Bien está. Sin embargo, cualquier persona lúcida debería observar con un punto de escepticismo tales proclamas optimistas. Es posible que determinadas modificaciones legislativas incentiven la objetividad de los jueces, por mor de su independencia. Pero no habría que desdeñar el peso de la inercia cultural contra el que debería luchar este benéfico voluntarismo. En España, no sólo en el estamento judicial, la objetividad carece de prestigio, por más que lo nieguen algunas bocas pequeñas. Ni políticos, ni historiadores, ni letrados, ni periodistas, ni por supuesto opinadores, asumen las consecuencias de una actitud ecuánime respecto a la realidad, es decir, aquella que pretende analizar los hechos al margen de cualquier convicción personal. “La objetividad no existe” es el posmoderno comodín del público, y sirve de refugio a bribones interesados, sectarios y perezosos. Contra esta actitud vital habrían de chocar las reformas, viendo reducida su efectividad.

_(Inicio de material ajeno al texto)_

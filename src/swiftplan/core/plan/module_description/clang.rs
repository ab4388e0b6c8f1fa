use std::path::{Path, PathBuf};
use std::sync::Arc;
use tracing::debug;

use crate::core::module::{ClangSetting, ModuleKind, ModuleMapType, ResolvedModule};
use crate::core::plan::closure::ClosureKind;
use crate::core::plan::module_description::{binary, dependency_module_map, object_paths};
use crate::core::plan::{Destination, PlanContext};
use crate::util::errors::PlanResult;
use crate::util::Invocation;

const COMPILABLE_EXTENSIONS: &[&str] = &["c", "cc", "cpp", "cxx", "m", "mm", "s", "S"];

/// Build description of one C-family module for one destination. One
/// invocation per source file shares the common argument list.
#[derive(Debug)]
pub struct ClangModuleBuildDescription {
    module: Arc<ResolvedModule>,
    destination: Destination,
    program: PathBuf,
    common_arguments: Vec<String>,
    compiled_sources: Vec<PathBuf>,
    objects: Vec<PathBuf>,
    module_map_path: Option<PathBuf>,
    derived_sources: Vec<PathBuf>,
    is_cxx: bool,
}

impl ClangModuleBuildDescription {
    pub(crate) fn new(
        cx: &PlanContext<'_>,
        module: Arc<ResolvedModule>,
        destination: Destination,
    ) -> PlanResult<ClangModuleBuildDescription> {
        debug!("describing clang module {} ({:?})", module.name(), destination);
        let params = cx.parameters(destination);
        let layout = cx.layout(destination);
        let package = cx.graph.package_of_module(&module)?;
        let environment = params.build_environment();
        let triple = &params.triple;
        let build_dir = layout.module_build_dir(module.name());
        let is_cxx = module.has_cxx_sources();
        let closure = cx
            .resolver()
            .module_closure(&module, destination, ClosureKind::Compile)?;

        let mut args: Vec<String> = Vec::new();
        args.push("-target".to_string());
        args.push(cx.qualified_triple(destination, package).to_string());
        if params.is_debug() {
            args.push("-O0".to_string());
        } else {
            args.push("-Os".to_string());
        }
        args.push("-DSWIFT_PACKAGE=1".to_string());
        if params.is_debug() {
            args.push("-DDEBUG=1".to_string());
        }
        args.push("-fblocks".to_string());

        if triple.is_darwin() {
            args.push("-fobjc-arc".to_string());
            args.push("-fmodules".to_string());
            args.push(format!("-fmodule-name={}", module.c99_name()));
            args.push(format!(
                "-fmodules-cache-path={}",
                layout.module_cache().display()
            ));
        }

        if let Some(headers) = module.public_headers_dir() {
            args.push("-I".to_string());
            args.push(headers.display().to_string());
        }

        for (dep, dep_destination) in &closure.modules {
            if *dep_destination != destination {
                continue;
            }
            match dep.kind() {
                ModuleKind::ClangLibrary => {
                    if let Some(headers) = dep.public_headers_dir() {
                        args.push("-I".to_string());
                        args.push(headers.display().to_string());
                    }
                    if let Some(map) = dependency_module_map(dep, layout) {
                        args.push(format!("-fmodule-map-file={}", map.display()));
                    }
                }
                ModuleKind::SystemLibrary { pkg_config, .. } => {
                    if let Some(map) = dependency_module_map(dep, layout) {
                        args.push(format!("-fmodule-map-file={}", map.display()));
                    }
                    if let Some(paths) = pkg_config {
                        for include in &paths.include_paths {
                            args.push("-I".to_string());
                            args.push(include.display().to_string());
                        }
                    }
                }
                ModuleKind::BinaryArtifact { path } => {
                    let selected = binary::select_variant(cx, dep, path, destination)?;
                    args.push("-I".to_string());
                    args.push(selected.headers_dir().display().to_string());
                }
                _ => {}
            }
        }

        // Declared settings, in manifest order. C++ modules additionally
        // honor the C++ settings table.
        let mut declared: Vec<&crate::core::module::Conditional<ClangSetting>> =
            module.settings().c.iter().collect();
        if is_cxx {
            declared.extend(module.settings().cxx.iter());
        }
        for setting in declared {
            let active = setting
                .condition
                .as_ref()
                .map_or(true, |c| c.satisfied_by(&environment));
            if !active {
                continue;
            }
            match &setting.value {
                ClangSetting::Define(name) => args.push(format!("-D{name}")),
                ClangSetting::HeaderSearchPath(path) => {
                    args.push("-I".to_string());
                    args.push(path.clone());
                }
                ClangSetting::UnsafeFlags(flags) => args.extend(flags.iter().cloned()),
            }
        }

        if triple.is_windows() {
            args.push("-gdwarf".to_string());
        } else {
            args.push("-g".to_string());
        }

        match params.keeps_frame_pointers() {
            Some(true) => args.push("-fno-omit-frame-pointer".to_string()),
            Some(false) => args.push("-fomit-frame-pointer".to_string()),
            None => {}
        }

        for sanitizer in &params.sanitizers {
            args.push(format!("-fsanitize={}", sanitizer.name()));
        }

        let standard = if is_cxx {
            module.cxx_language_standard()
        } else {
            module.c_language_standard()
        };
        if let Some(standard) = standard {
            args.push(format!("-std={standard}"));
        }

        if package.is_remote() {
            args.push("-w".to_string());
        }

        // The Foundation core libraries need the Swift runtime's own
        // headers when built outside Darwin.
        if package.identity().as_str() == "swift-corelibs-foundation" && !triple.is_darwin() {
            if let Some(resources) = cx.toolchain.resources_path() {
                args.push("-I".to_string());
                args.push(resources.display().to_string());
            }
        }

        let module_map_path = synthesize_module_map(cx, &module, layout)?;

        let mut derived_sources = Vec::new();
        if !module.resources().is_empty() {
            let derived_dir = layout.derived_sources_dir(module.name());
            let header = derived_dir.join("resource_bundle_accessor.h");
            let source = derived_dir.join("resource_bundle_accessor.c");
            cx.fs.write(
                &header,
                &resource_accessor_header(&module.c99_name()),
            )?;
            cx.fs.write(
                &source,
                &resource_accessor_source(
                    package.identity().as_str(),
                    module.name(),
                    &module.c99_name(),
                ),
            )?;
            args.push("-I".to_string());
            args.push(derived_dir.display().to_string());
            derived_sources.push(source);
        }

        args.extend(params.flags.cc.iter().cloned());
        if is_cxx {
            args.extend(params.flags.cxx.iter().cloned());
        }

        let mut compiled_sources: Vec<PathBuf> = module
            .sources()
            .iter()
            .filter(|s| {
                matches!(
                    s.extension().and_then(|e| e.to_str()),
                    Some(ext) if COMPILABLE_EXTENSIONS.contains(&ext)
                )
            })
            .cloned()
            .collect();
        compiled_sources.extend(derived_sources.iter().cloned());
        let objects = object_paths(&compiled_sources, &build_dir, "o")?;

        Ok(ClangModuleBuildDescription {
            module,
            destination,
            program: cx.toolchain.clang_compiler().to_path_buf(),
            common_arguments: args,
            compiled_sources,
            objects,
            module_map_path,
            derived_sources,
            is_cxx,
        })
    }

    pub fn module(&self) -> &Arc<ResolvedModule> {
        &self.module
    }

    pub fn destination(&self) -> Destination {
        self.destination
    }

    /// Arguments shared by every per-source invocation.
    pub fn common_arguments(&self) -> &[String] {
        &self.common_arguments
    }

    pub fn objects(&self) -> &[PathBuf] {
        &self.objects
    }

    pub fn module_map_path(&self) -> Option<&Path> {
        self.module_map_path.as_deref()
    }

    pub fn derived_sources(&self) -> &[PathBuf] {
        &self.derived_sources
    }

    pub fn is_cxx(&self) -> bool {
        self.is_cxx
    }

    pub fn invocations(&self) -> Vec<Invocation> {
        self.compiled_sources
            .iter()
            .zip(&self.objects)
            .map(|(source, object)| {
                let mut invocation = Invocation::new(&self.program);
                invocation.args(self.common_arguments.iter().cloned());
                invocation.arg("-c");
                invocation.arg(source.display().to_string());
                invocation.arg("-o");
                invocation.arg(object.display().to_string());
                invocation
            })
            .collect()
    }
}

/// Write the module map for a module that needs one synthesized, and
/// return the map path dependents should import, if any.
fn synthesize_module_map(
    cx: &PlanContext<'_>,
    module: &ResolvedModule,
    layout: &crate::core::plan::layout::Layout,
) -> PlanResult<Option<PathBuf>> {
    let (umbrella_header, umbrella_dir) = match module.module_map() {
        ModuleMapType::Custom(path) => return Ok(Some(path.clone())),
        ModuleMapType::UmbrellaHeader(path) => (Some(path.clone()), None),
        ModuleMapType::UmbrellaDirectory(path) => (None, Some(path.clone())),
        ModuleMapType::None => match module.public_headers_dir() {
            // No map declared: build one over the public headers,
            // preferring a header named after the module.
            Some(headers) => {
                let candidate = headers.join(format!("{}.h", module.name()));
                if cx.fs.exists(&candidate) {
                    (Some(candidate), None)
                } else {
                    (None, Some(headers.to_path_buf()))
                }
            }
            None => return Ok(None),
        },
    };
    let body = match (&umbrella_header, &umbrella_dir) {
        (Some(header), _) => format!("    umbrella header \"{}\"\n", header.display()),
        (_, Some(dir)) => format!("    umbrella \"{}\"\n", dir.display()),
        _ => unreachable!(),
    };
    let contents = format!(
        "module {} {{\n{}    export *\n}}\n",
        module.c99_name(),
        body
    );
    let path = layout.synthesized_module_map(module.name());
    cx.fs.write(&path, &contents)?;
    Ok(Some(path))
}

fn resource_accessor_header(c99_name: &str) -> String {
    format!(
        "#ifndef {0}_SWIFTPM_MODULE_BUNDLE_H\n\
         #define {0}_SWIFTPM_MODULE_BUNDLE_H\n\
         \n\
         const char *{0}_SWIFTPM_MODULE_BUNDLE(void);\n\
         \n\
         #endif\n",
        c99_name
    )
}

fn resource_accessor_source(package: &str, module: &str, c99_name: &str) -> String {
    format!(
        "#include \"resource_bundle_accessor.h\"\n\
         \n\
         const char *{c99_name}_SWIFTPM_MODULE_BUNDLE(void) {{\n\
         \x20   return \"{package}_{module}.bundle\";\n\
         }}\n"
    )
}
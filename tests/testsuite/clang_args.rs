//! C-family compile command assembly and module-map synthesis.

use std::path::PathBuf;
use swiftplan::core::plan::Destination;
use swiftplan::core::{ModuleDependency, ModuleKind, ProductKind};
use swiftplan_test_support::{debug_params, seeded_fs, swift_module, GraphBuilder, PackageBuilder};

use crate::support::{linux_host, plan_sources, LINUX, MACOS, WINDOWS};

fn clang_graph(headers: bool) -> swiftplan::PackageGraph {
    let root = PackageBuilder::new("demo");
    let mut lib = swift_module(&root, "clib", ModuleKind::ClangLibrary)
        .with_sources(vec![PathBuf::from("/src/clib/impl.c")]);
    if headers {
        lib = lib.with_public_headers_dir("/src/clib/include");
    }
    GraphBuilder::new()
        .package(root.module(lib).product(
            "clib",
            ProductKind::Library(swiftplan::core::LibraryLinkage::Static),
            &["clib"],
        ))
        .build()
}

#[test]
fn windows_clang_module() {
    let graph = clang_graph(false);
    let plan = plan_sources(
        &graph,
        debug_params(WINDOWS, Destination::Target),
        linux_host(),
        &[],
    )
    .unwrap();

    let args = plan.compile_arguments("clib", Destination::Target).unwrap();
    assert!(args.contains(&"-gdwarf".to_string()));
    assert!(!args.contains(&"-g".to_string()));
    assert!(!args.contains(&"-fobjc-arc".to_string()));
    for expected in ["-DSWIFT_PACKAGE=1", "-DDEBUG=1", "-fblocks", "-O0"] {
        assert!(args.contains(&expected.to_string()), "missing {expected}");
    }
}

#[test]
fn windows_executable_links_with_lld_and_dwarf() {
    let root = PackageBuilder::new("demo");
    let lib = swift_module(&root, "clib", ModuleKind::ClangLibrary)
        .with_sources(vec![PathBuf::from("/src/clib/impl.c")]);
    let exe = swift_module(&root, "exe", ModuleKind::SwiftExecutable)
        .with_sources(vec![PathBuf::from("/src/main.swift")])
        .with_dependencies(vec![ModuleDependency::module("clib")]);
    let graph = GraphBuilder::new()
        .package(
            root.module(lib)
                .module(exe)
                .product("exe", ProductKind::Executable, &["exe"]),
        )
        .build();

    let plan = plan_sources(
        &graph,
        debug_params(WINDOWS, Destination::Target),
        linux_host(),
        &[("/src/main.swift", "print(1)\n")],
    )
    .unwrap();
    let description = plan
        .product_description(&"demo".into(), "exe", Destination::Target)
        .unwrap();
    assert_eq!(
        description.binary_path(),
        &PathBuf::from("/build/debug/exe.exe")
    );
    let args = description.link_arguments();
    assert!(args.contains(&"-use-ld=lld".to_string()));
    assert!(args.contains(&"-debug:dwarf".to_string()));
    assert!(!args.iter().any(|a| a.contains("rpath")));
}

#[test]
fn darwin_enables_arc_and_modules() {
    let graph = clang_graph(true);
    let plan = plan_sources(
        &graph,
        debug_params(MACOS, Destination::Target),
        linux_host(),
        &[],
    )
    .unwrap();
    let args = plan.compile_arguments("clib", Destination::Target).unwrap();
    assert!(args.contains(&"-fobjc-arc".to_string()));
    assert!(args.contains(&"-fmodules".to_string()));
    assert!(args.contains(&"-fmodule-name=clib".to_string()));
    assert!(args.contains(&"-g".to_string()));
}

#[test]
fn module_map_is_synthesized_over_public_headers() {
    let graph = clang_graph(true);
    let fs = seeded_fs(&[]);
    let plan = swiftplan_test_support::plan_with_fs(
        &graph,
        debug_params(LINUX, Destination::Target),
        linux_host(),
        &fs,
    )
    .unwrap();

    let map_path = PathBuf::from("/build/debug/clib.build/module.modulemap");
    let contents = fs.contents(&map_path).expect("synthesized module map");
    assert!(contents.contains("module clib {"));
    assert!(contents.contains("umbrella \"/src/clib/include\""));
    assert!(contents.contains("export *"));

    let description = plan
        .module_description("clib", Destination::Target)
        .unwrap();
    assert_eq!(description.module_map(), Some(map_path));
}

#[test]
fn umbrella_header_is_preferred_when_named_after_the_module() {
    let graph = clang_graph(true);
    let fs = seeded_fs(&[("/src/clib/include/clib.h", "// umbrella\n")]);
    swiftplan_test_support::plan_with_fs(
        &graph,
        debug_params(LINUX, Destination::Target),
        linux_host(),
        &fs,
    )
    .unwrap();
    let contents = fs
        .contents(&PathBuf::from("/build/debug/clib.build/module.modulemap"))
        .unwrap();
    assert!(contents.contains("umbrella header \"/src/clib/include/clib.h\""));
}

#[test]
fn remote_packages_compile_quietly() {
    let root = PackageBuilder::new("root");
    let dep = PackageBuilder::new("dep").remote();
    let vendored = swift_module(&dep, "vendored", ModuleKind::ClangLibrary)
        .with_sources(vec![PathBuf::from("/src/dep/v.c")]);
    let app = swift_module(&root, "app", ModuleKind::SwiftExecutable)
        .with_sources(vec![PathBuf::from("/src/main.swift")])
        .with_dependencies(vec![ModuleDependency::module("vendored")]);
    let graph = GraphBuilder::new()
        .package(root.module(app).product("app", ProductKind::Executable, &["app"]))
        .package(dep.module(vendored))
        .build();

    let plan = plan_sources(
        &graph,
        debug_params(LINUX, Destination::Target),
        linux_host(),
        &[("/src/main.swift", "print(1)\n")],
    )
    .unwrap();
    let dep_args = plan
        .compile_arguments("vendored", Destination::Target)
        .unwrap();
    assert!(dep_args.contains(&"-w".to_string()));
    let root_args = plan.compile_arguments("app", Destination::Target).unwrap();
    assert!(!root_args.contains(&"-w".to_string()));
}

#[test]
fn swift_consumer_imports_the_dependency_module_map() {
    let root = PackageBuilder::new("demo");
    let lib = swift_module(&root, "clib", ModuleKind::ClangLibrary)
        .with_sources(vec![PathBuf::from("/src/clib/impl.c")])
        .with_public_headers_dir("/src/clib/include");
    let app = swift_module(&root, "app", ModuleKind::SwiftExecutable)
        .with_sources(vec![PathBuf::from("/src/main.swift")])
        .with_dependencies(vec![ModuleDependency::module("clib")]);
    let graph = GraphBuilder::new()
        .package(
            root.module(lib)
                .module(app)
                .product("app", ProductKind::Executable, &["app"]),
        )
        .build();

    let plan = plan_sources(
        &graph,
        debug_params(LINUX, Destination::Target),
        linux_host(),
        &[("/src/main.swift", "print(1)\n")],
    )
    .unwrap();
    let args = plan.compile_arguments("app", Destination::Target).unwrap();
    assert!(args
        .contains(&"-fmodule-map-file=/build/debug/clib.build/module.modulemap".to_string()));
    let header_at = args
        .iter()
        .position(|a| a == "/src/clib/include")
        .expect("header dir");
    assert_eq!(args[header_at - 1], "-Xcc");
}
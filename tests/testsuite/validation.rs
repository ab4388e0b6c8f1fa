//! Platform-version compatibility, buildability, and tools-version
//! gating.

use std::path::PathBuf;
use swiftplan::core::module::{BuildSettings, Conditional, SwiftSetting};
use swiftplan::core::plan::Destination;
use swiftplan::core::{
    LibraryLinkage, ModuleDependency, ModuleKind, ModuleMapType, ProductKind, ToolsVersion,
};
use swiftplan::PlanError;
use swiftplan_platform::Platform;
use swiftplan_test_support::{debug_params, swift_module, GraphBuilder, PackageBuilder};

use crate::support::{linux_host, macos_host, plan_sources, LINUX, MACOS};

/// Consumer declares macOS 10.13, producer requires 10.15.
fn version_skew_graph() -> swiftplan::PackageGraph {
    let root = PackageBuilder::new("root").platform(Platform::MacOS, "10.13");
    let dep = PackageBuilder::new("dep")
        .remote()
        .platform(Platform::MacOS, "10.15");
    let lib = swift_module(&dep, "Lib", ModuleKind::SwiftLibrary)
        .with_sources(vec![PathBuf::from("/src/dep/lib.swift")]);
    let app = swift_module(&root, "app", ModuleKind::SwiftExecutable)
        .with_sources(vec![PathBuf::from("/src/main.swift")])
        .with_dependencies(vec![ModuleDependency::product("dep", "Lib")]);
    GraphBuilder::new()
        .package(root.module(app).product("app", ProductKind::Executable, &["app"]))
        .package(dep.module(lib).product(
            "Lib",
            ProductKind::Library(LibraryLinkage::Static),
            &["Lib"],
        ))
        .build()
}

#[test]
fn platform_version_skew_is_fatal_on_that_platform() {
    let graph = version_skew_graph();
    let err = plan_sources(
        &graph,
        debug_params(MACOS, Destination::Target),
        macos_host(),
        &[("/src/main.swift", "print(1)\n")],
    )
    .unwrap_err();
    let plan_error = err.downcast_ref::<PlanError>().expect("typed error");
    assert!(matches!(plan_error, PlanError::PlatformVersionIncompatible { .. }));
    let message = err.to_string();
    assert!(message.contains("app"), "{message}");
    assert!(message.contains("Lib"), "{message}");
    assert!(message.contains("10.13") && message.contains("10.15"), "{message}");
    assert!(message.contains("raise") && message.contains("lower"), "{message}");
}

#[test]
fn platform_version_skew_is_ignored_on_other_platforms() {
    let graph = version_skew_graph();
    plan_sources(
        &graph,
        debug_params(LINUX, Destination::Target),
        linux_host(),
        &[("/src/main.swift", "print(1)\n")],
    )
    .unwrap();
}

#[test]
fn a_plan_with_nothing_to_compile_is_an_error() {
    let root = PackageBuilder::new("root");
    let syslib = swift_module(
        &root,
        "CSqlite",
        ModuleKind::SystemLibrary {
            pkg_config_name: Some("sqlite3".to_string()),
            pkg_config: None,
            providers: vec![],
        },
    )
    .with_module_map(ModuleMapType::Custom(PathBuf::from("/src/sqlite/module.modulemap")));
    let graph = GraphBuilder::new()
        .package(root.module(syslib).product(
            "CSqlite",
            ProductKind::Library(LibraryLinkage::Automatic),
            &["CSqlite"],
        ))
        .build();

    let err = plan_sources(
        &graph,
        debug_params(LINUX, Destination::Target),
        linux_host(),
        &[],
    )
    .unwrap_err();
    assert!(matches!(
        err.downcast_ref::<PlanError>(),
        Some(PlanError::NoBuildableModule)
    ));
}

#[test]
fn safety_settings_require_a_modern_tools_version() {
    let settings = BuildSettings {
        swift: vec![Conditional::always(SwiftSetting::StrictMemorySafety)],
        ..BuildSettings::default()
    };

    let old = PackageBuilder::new("old").tools_version(ToolsVersion::new(5, 8));
    let exe = swift_module(&old, "app", ModuleKind::SwiftExecutable)
        .with_sources(vec![PathBuf::from("/src/main.swift")])
        .with_settings(settings.clone());
    let graph = GraphBuilder::new()
        .package(old.module(exe).product("app", ProductKind::Executable, &["app"]))
        .build();
    let plan = plan_sources(
        &graph,
        debug_params(LINUX, Destination::Target),
        linux_host(),
        &[("/src/main.swift", "print(1)\n")],
    )
    .unwrap();
    let args = plan.compile_arguments("app", Destination::Target).unwrap();
    assert!(!args.contains(&"-strict-memory-safety".to_string()));
    assert!(plan
        .diagnostics()
        .warnings()
        .iter()
        .any(|w| w.contains("strict memory safety") && w.contains("5.8")));

    let modern = PackageBuilder::new("modern").tools_version(ToolsVersion::V6);
    let exe = swift_module(&modern, "app", ModuleKind::SwiftExecutable)
        .with_sources(vec![PathBuf::from("/src/main.swift")])
        .with_settings(settings);
    let graph = GraphBuilder::new()
        .package(modern.module(exe).product("app", ProductKind::Executable, &["app"]))
        .build();
    let plan = plan_sources(
        &graph,
        debug_params(LINUX, Destination::Target),
        linux_host(),
        &[("/src/main.swift", "print(1)\n")],
    )
    .unwrap();
    let args = plan.compile_arguments("app", Destination::Target).unwrap();
    assert!(args.contains(&"-strict-memory-safety".to_string()));
    assert!(plan.diagnostics().is_empty());
}

#[test]
fn package_naming_follows_the_tools_version() {
    for (tools, expected) in [(ToolsVersion::new(5, 8), false), (ToolsVersion::V5_9, true)] {
        let pkg = PackageBuilder::new("demo").tools_version(tools);
        let exe = swift_module(&pkg, "app", ModuleKind::SwiftExecutable)
            .with_sources(vec![PathBuf::from("/src/main.swift")]);
        let graph = GraphBuilder::new()
            .package(pkg.module(exe).product("app", ProductKind::Executable, &["app"]))
            .build();
        let plan = plan_sources(
            &graph,
            debug_params(LINUX, Destination::Target),
            linux_host(),
            &[("/src/main.swift", "print(1)\n")],
        )
        .unwrap();
        let args = plan.compile_arguments("app", Destination::Target).unwrap();
        assert_eq!(args.contains(&"-package-name".to_string()), expected);
        // Dropping the flag on an old tools version is warned about.
        let warned = plan
            .diagnostics()
            .warnings()
            .iter()
            .any(|w| w.contains("namespacing") && w.contains("5.8"));
        assert_eq!(warned, !expected);
    }
}

#[test]
fn missing_pkg_config_is_a_warning_with_hints() {
    let root = PackageBuilder::new("root");
    let syslib = swift_module(
        &root,
        "COpenSSL",
        ModuleKind::SystemLibrary {
            pkg_config_name: Some("openssl".to_string()),
            pkg_config: None,
            providers: vec![swiftplan::core::SystemPackageProvider::Apt(vec![
                "libssl-dev".to_string(),
            ])],
        },
    )
    .with_module_map(ModuleMapType::Custom(PathBuf::from("/src/ssl/module.modulemap")));
    let app = swift_module(&root, "app", ModuleKind::SwiftExecutable)
        .with_sources(vec![PathBuf::from("/src/main.swift")])
        .with_dependencies(vec![ModuleDependency::module("COpenSSL")]);
    let graph = GraphBuilder::new()
        .package(
            root.module(syslib)
                .module(app)
                .product("app", ProductKind::Executable, &["app"]),
        )
        .build();

    let plan = plan_sources(
        &graph,
        debug_params(LINUX, Destination::Target),
        linux_host(),
        &[("/src/main.swift", "print(1)\n")],
    )
    .unwrap();
    assert!(plan
        .diagnostics()
        .warnings()
        .iter()
        .any(|w| w.contains("openssl") && w.contains("apt-get install libssl-dev")));
}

En realidad, es comprensible. La objetividad supone, ante todo, dificultad. Por el desafío intelectual que supone su estímulo del análisis crítico, por supuesto. Pero también por las implicaciones. En múltiples ocasiones, una actitud imparcial conlleva diferir de los criterios de la mayoría. Y hay que atreverse. La politización de la justicia no es más que una forma algo elaborada de sucumbir a la cálida protección del grupo. Naturalmente, para no contrariar las decisiones colectivas, se necesita mimetizarse y muchas veces renunciar a las propias. Cuando la supervivencia económica depende de esto, la solución al dilema suele resultar sencilla. Y aún existe otra razón, de carácter más psicológico. La objetividad significa cuestionamiento continuo, ausencia de autocomplacencia, y, en última instancia, soledad. Exigua recompensa personal, que pocos alicientes puede ofrecer, más allá de los eslóganes en boga. Al fin y al cabo, la influencia de las modas es enorme, pero siempre culmina con tributos al gregarismo.